◆ **WHAT THE EXERCISE ASKS**
Reproduce the tail of the data exactly. It starts at the line containing "let codes: Vec<u32>" and runs to the last line.

(Saved entries)
--------------------------------
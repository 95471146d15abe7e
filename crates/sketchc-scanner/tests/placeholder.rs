use super::*;

#[test]
fn test_letters_round_trip() {
    for kind in [
        AtomKind::Block,
        AtomKind::Group,
        AtomKind::Index,
        AtomKind::Method,
        AtomKind::Class,
        AtomKind::InlineClass,
        AtomKind::Constructor,
        AtomKind::Function,
        AtomKind::InlineObject,
    ] {
        assert_eq!(AtomKind::from_letter(kind.letter()), Some(kind));
    }
    assert_eq!(AtomKind::from_letter('Z'), None);
}

#[test]
fn test_placeholder_formats() {
    assert_eq!(atom_placeholder(AtomKind::Group, 12), "\"B12\"");
    assert_eq!(literal_placeholder(3), "'3'");
    assert_eq!(transform_placeholder(0), "\"!0\"");
}

#[test]
fn test_parse_atom_placeholder() {
    assert_eq!(
        parse_atom_placeholder("\"B12\""),
        Some((AtomKind::Group, 12))
    );
    assert_eq!(parse_atom_placeholder("\"Z1\""), None);
    assert_eq!(parse_atom_placeholder("\"B\""), None);
    assert_eq!(parse_atom_placeholder("B12"), None);
}

#[test]
fn test_bracket_kinds() {
    assert_eq!(AtomKind::from_close(b'}'), Some(AtomKind::Block));
    assert_eq!(AtomKind::from_close(b')'), Some(AtomKind::Group));
    assert_eq!(AtomKind::from_close(b']'), Some(AtomKind::Index));
    assert!(AtomKind::Index.is_bracket());
    assert!(!AtomKind::Method.is_bracket());
}
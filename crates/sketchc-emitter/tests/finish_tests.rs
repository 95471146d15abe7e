use super::*;
use sketchc_scanner::LiteralKind;

#[test]
fn test_blank_lines_collapse() {
    let mut diagnostics = DiagnosticBag::new();
    let out = finish("a;\n\n\n   \nb;\n", &LiteralTable::new(), &mut diagnostics);
    assert_eq!(out, "a;\n\nb;\n");
    assert!(diagnostics.is_empty());
}

#[test]
fn test_markers_decoded() {
    let mut diagnostics = DiagnosticBag::new();
    let out = finish("var __x0024cost = 1;", &LiteralTable::new(), &mut diagnostics);
    assert_eq!(out, "var $cost = 1;");
}

#[test]
fn test_literals_reinjected() {
    let mut literals = LiteralTable::new();
    let text = literals.push("\"hello\"", LiteralKind::Str);
    let ch = literals.push("'a'", LiteralKind::Char);
    let mut diagnostics = DiagnosticBag::new();
    let out = finish(
        &format!("$p.println({text} + {ch});"),
        &literals,
        &mut diagnostics,
    );
    assert_eq!(out, "$p.println(\"hello\" + (new $p.Character('a')));");
}

#[test]
fn test_literal_contents_are_not_checked() {
    let mut literals = LiteralTable::new();
    let text = literals.push("\"A1\"", LiteralKind::Str);
    let mut diagnostics = DiagnosticBag::new();
    let out = finish(&format!("s = {text};"), &literals, &mut diagnostics);
    assert_eq!(out, "s = \"A1\";");
    assert!(diagnostics.is_empty(), "{diagnostics:?}");
}

#[test]
fn test_leftover_placeholder_reported() {
    let mut diagnostics = DiagnosticBag::new();
    let out = finish("f(\"B12\");", &LiteralTable::new(), &mut diagnostics);
    assert_eq!(out, "f(\"B12\");", "the text is kept");
    let codes: Vec<u32> = diagnostics.iter().map(|d| d.code).collect();
    assert_eq!(codes, [diagnostic_codes::UNEXPANDED_PLACEHOLDER]);
}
--------------------------------
◆ **WRITTEN ANSWER**
    let codes: Vec<u32> = diagnostics.iter().map(|d| d.code).collect();
    assert_eq!(codes, [diagnostic_codes::UNEXPANDED_PLACEHOLDER]);
}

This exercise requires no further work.